Transhumanists are not alone in their desire to push the limits of what is natural. Big government agencies like DARPA want to create hyper-awake soldiers and fighter pilots who no longer suffer the affliction of sleep. In fact, as you slumbered last night, an astounding number of research scientists and technicians in labs around the world were busy searching for a cure. And they’re getting better at it.

The science may only be in its infancy but already there’s the “go-pill,” modafinal, that staves of the debilitating effects of sleep-related fatigue for a limited duration. Trans-cranial brain stimulation and implants are also in the works. Both can operate with the swipe of a smartphone app, zapping you into a trance-like state that lasts just minutes but is incredibly refreshing. If test results are to be believed, the jolt is as productive and restful as an hours-long siesta.

“Sleep in a lot of ways is kind of like rebooting your computer, only it’s an 8-hour process of rebooting your body,” says Frey. “But can we do that faster, quicker and more frequently in the future? If we can speed up the brain to learn quicker, can we also speed it up to sleep faster? That’s counterintuitive, but slowing the brain down as a means to sleep better may not be the right direction at all.”

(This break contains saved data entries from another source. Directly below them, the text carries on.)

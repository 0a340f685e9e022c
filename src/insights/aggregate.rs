//! Aggregation primitives: means, symptom counts, meal quality.

use std::collections::{BTreeMap, BTreeSet};

use serde::Serialize;

use crate::records::{CheckIn, Meal};

pub const GUT_FRIENDLY_MIN: f64 = 7.0;
pub const TO_AVOID_BELOW: f64 = 5.0;

/// Mean of `values`, or `None` when there are none.
pub fn mean<I>(values: I) -> Option<f64>
where
    I: IntoIterator<Item = f64>,
{
    let (sum, n) = values
        .into_iter()
        .fold((0.0_f64, 0_usize), |(sum, n), v| (sum + v, n + 1));
    (n > 0).then(|| sum / n as f64)
}

#[derive(Debug, Clone, Copy, PartialEq, Serialize)]
pub struct Averages {
    pub energy: Option<f64>,
    pub gut: Option<f64>,
    pub mood: Option<f64>,
}

pub fn averages(check_ins: &[CheckIn]) -> Averages {
    Averages {
        energy: mean(check_ins.iter().map(|c| c.energy() as f64)),
        gut: mean(check_ins.iter().map(|c| c.gut() as f64)),
        mood: mean(check_ins.iter().map(|c| c.mood() as f64)),
    }
}

#[derive(Debug, Clone, PartialEq, Eq, Serialize)]
pub struct SymptomCount {
    pub symptom: String,
    pub label: String,
    pub count: usize,
}

/// Number of check-ins reporting each symptom id, keyed in id order.
/// A repeated id within one check-in counts once.
pub fn symptom_counts(check_ins: &[CheckIn]) -> BTreeMap<&str, usize> {
    let mut counts = BTreeMap::new();
    for ci in check_ins {
        let distinct: BTreeSet<&str> = ci.symptoms.iter().map(String::as_str).collect();
        for s in distinct {
            *counts.entry(s).or_insert(0) += 1;
        }
    }
    counts
}

/// Most frequent symptoms, count descending then id ascending.
pub fn top_symptoms(check_ins: &[CheckIn], limit: usize) -> Vec<SymptomCount> {
    let mut ranked: Vec<(&str, usize)> = symptom_counts(check_ins).into_iter().collect();
    ranked.sort_by(|a, b| b.1.cmp(&a.1).then_with(|| a.0.cmp(&b.0)));
    ranked
        .into_iter()
        .take(limit)
        .map(|(id, count)| SymptomCount {
            symptom: id.to_string(),
            label: crate::records::symptom_label(id),
            count,
        })
        .collect()
}

#[derive(Debug, Clone, PartialEq, Serialize)]
pub struct MealQuality {
    pub meal_count: usize,
    pub avg_gut_score: Option<f64>,
    pub avg_fiber_per_meal: Option<f64>,
    pub avg_sugar_per_meal: Option<f64>,
    pub gut_friendly_count: usize,
    pub to_avoid_count: usize,
}

/// Per-meal averages. Missing fiber or sugar counts as zero toward the
/// per-meal figure; gut score is averaged only over meals that have one.
pub fn meal_quality(meals: &[Meal]) -> MealQuality {
    let scores: Vec<f64> = meals.iter().filter_map(Meal::gut_score).collect();
    let per_meal = |total: f64| (!meals.is_empty()).then(|| total / meals.len() as f64);

    MealQuality {
        meal_count: meals.len(),
        avg_gut_score: mean(scores.iter().copied()),
        avg_fiber_per_meal: per_meal(meals.iter().filter_map(Meal::fiber).sum()),
        avg_sugar_per_meal: per_meal(meals.iter().filter_map(Meal::sugar).sum()),
        gut_friendly_count: scores.iter().filter(|s| **s >= GUT_FRIENDLY_MIN).count(),
        to_avoid_count: scores.iter().filter(|s| **s < TO_AVOID_BELOW).count(),
    }
}

/// Check-ins sorted by date, then by write time.
pub fn chronological(check_ins: &[CheckIn]) -> Vec<&CheckIn> {
    let mut sorted: Vec<&CheckIn> = check_ins.iter().collect();
    sorted.sort_by(|a, b| a.date.cmp(&b.date).then(a.logged_at.cmp(&b.logged_at)));
    sorted
}
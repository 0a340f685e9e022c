use axum::{async_trait, extract::FromRequestParts, http::request::Parts};
use time::UtcOffset;
use tracing::warn;
use uuid::Uuid;

use super::jwt;
use crate::error::ApiError;
use crate::state::AppState;

/// Client UTC offset in minutes, e.g. `-300` for UTC-5.
pub const UTC_OFFSET_HEADER: &str = "x-utc-offset";

/// Who is asking and which calendar they live on.
#[derive(Debug, Clone, Copy, PartialEq, Eq)]
pub struct UserContext {
    pub user_id: Uuid,
    pub utc_offset: UtcOffset,
}

fn parse_offset(parts: &Parts) -> Result<UtcOffset, ApiError> {
    let Some(raw) = parts.headers.get(UTC_OFFSET_HEADER) else {
        return Ok(UtcOffset::UTC);
    };
    let minutes: i32 = raw
        .to_str()
        .ok()
        .and_then(|v| v.trim().parse().ok())
        .ok_or_else(|| ApiError::BadRequest("X-Utc-Offset must be whole minutes".into()))?;
    UtcOffset::from_whole_seconds(minutes.saturating_mul(60))
        .map_err(|_| ApiError::BadRequest(format!("X-Utc-Offset {minutes} is out of range")))
}

#[async_trait]
impl FromRequestParts<AppState> for UserContext {
    type Rejection = ApiError;

    async fn from_request_parts(
        parts: &mut Parts,
        state: &AppState,
    ) -> Result<Self, Self::Rejection> {
        let auth = parts
            .headers
            .get(axum::http::header::AUTHORIZATION)
            .and_then(|h| h.to_str().ok())
            .ok_or_else(|| ApiError::Unauthorized("missing Authorization header".into()))?;

        let token = auth
            .strip_prefix("Bearer ")
            .or_else(|| auth.strip_prefix("bearer "))
            .ok_or_else(|| ApiError::Unauthorized("invalid auth scheme".into()))?;

        let claims = jwt::verify(&state.config.jwt, token).map_err(|e| {
            warn!(error = %e, "token rejected");
            ApiError::Unauthorized("invalid or expired token".into())
        })?;

        Ok(UserContext {
            user_id: claims.sub,
            utc_offset: parse_offset(parts)?,
        })
    }
}
use axum::{extract::State, routing::put, Json, Router};
use time::OffsetDateTime;
use tracing::{info, instrument};

use crate::auth::UserContext;
use crate::error::ApiResult;
use crate::records::{CheckIn, NewCheckIn};
use crate::state::AppState;

pub fn write_routes() -> Router<AppState> {
    Router::new().route("/check-ins/today", put(save_today))
}

/// PUT /check-ins/today: insert or replace the check-in for the caller's
/// local today.
#[instrument(skip_all, fields(user_id = %user.user_id))]
pub async fn save_today(
    State(state): State<AppState>,
    user: UserContext,
    Json(body): Json<NewCheckIn>,
) -> ApiResult<Json<CheckIn>> {
    let today = OffsetDateTime::now_utc().to_offset(user.utc_offset).date();
    let draft = body.normalized(today);
    let saved = state.backend.save_check_in(&user, draft).await?;
    info!(date = %saved.date, gut = saved.gut, "check-in saved");
    Ok(Json(saved))
}
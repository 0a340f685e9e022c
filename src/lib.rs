pub mod app;
pub mod auth;
pub mod backend;
pub mod checkins;
pub mod config;
pub mod error;
pub mod insights;
pub mod meals;
pub mod records;
pub mod state;
//! Record builders shared by the engine's unit tests.

use time::{Date, Month, OffsetDateTime, PrimitiveDateTime, Time};

use crate::records::{CheckIn, Meal, MealType, Supplement, SupplementKind};

pub fn day(d: u8) -> Date {
    Date::from_calendar_date(2025, Month::March, d).expect("valid test date")
}

pub fn at(d: u8, hour: u8) -> OffsetDateTime {
    PrimitiveDateTime::new(day(d), Time::from_hms(hour, 0, 0).expect("valid test time")).assume_utc()
}

/// Check-in on 2025-03-`d`, written at 08:00 UTC.
pub fn check_in(d: u8, energy: i32, gut: i32, mood: i32, symptoms: &[&str]) -> CheckIn {
    CheckIn {
        date: day(d),
        energy,
        gut,
        mood,
        symptoms: symptoms.iter().map(|s| s.to_string()).collect(),
        notes: None,
        logged_at: at(d, 8),
    }
}

pub fn meal(d: u8, hour: u8, meal_type: MealType, description: &str) -> Meal {
    Meal {
        meal_type,
        description: description.to_string(),
        calories: None,
        protein: None,
        carbs: None,
        fat: None,
        fiber: None,
        sugar: None,
        gut_score: None,
        ai_analysis: None,
        tips: vec![],
        logged_at: at(d, hour),
    }
}

pub fn supplement(name: &str, active: bool) -> Supplement {
    Supplement {
        name: name.to_string(),
        dosage: None,
        active,
        kind: SupplementKind::Supplement,
    }
}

That frantic time in the future where we can begin routinely speeding the brain through its sleep cycle, taking FDA-approved pills as sleep workarounds, and even successfully genetically engineering humans who require less sleep may be a major tipping point.

Ultimately, says Uldrich, “Humanity may evolve into two different species: one that favors the slower, natural evolutionary process and another — the Kurzweilian branch, I’ll call it — that will embrace an enhanced evolutionary process.”

To be clear, Uldrich assures us that “the majority of Earth’s population will continue to sleep very much the way it always has,” probably even better. But a far smaller percentage of us — those with deep pockets and a sense of daring — will get to experience sleep optimization to the max. The net result for the “sleep optimized,” Uldrich and Frey agree, is that they will likely become more productive, energetic and creative, and this will undoubtedly provide them with a competitive advantage in life.

“The analogy I use to describe the split, though not a perfect one, is the Amish living amid the rest of the world,” adds Uldrich. “Roughly two centuries ago they essentially said to society, ‘Look, you can continue to embrace technology. We don’t judge you for it but we just don’t like what it’s doing to our families and communities, so we reject it. And we hope you’ll just let us live in peace.’ I think we will see really bright, intelligent people who will come to a difference of opinion on the matter. But I don’t think there is a right or wrong answer.”

If there’s a cautionary note to consider, it has to do with the risk of unintended consequences. Or, as Frey puts it: “Lots of things that can go wrong when you change some fundamental tenant of the human condition. Let’s say we had some instant sleep device, but after ten years of using it people turned into psychopathic killers — well, you see where that’s heading, right?”

“For whatever reason, we humans evolved based on a circadian rhythm, so maybe we should just respect the wisdom of evolution before we push it to its limits,” Uldrich concludes. “Having said that, however, pushing limits is just what evolution is. We conduct experiments to see if we can become more productive, creative, healthier and happier — and maybe even to offer a new human experience. But we have to recognize that most of them are going to fail. We have to keep that in mind and simply say, ‘This is the way life plays out.’ ”

That may be true, but maybe in fifty years we’ll be asking each other about when sleep became so complicated.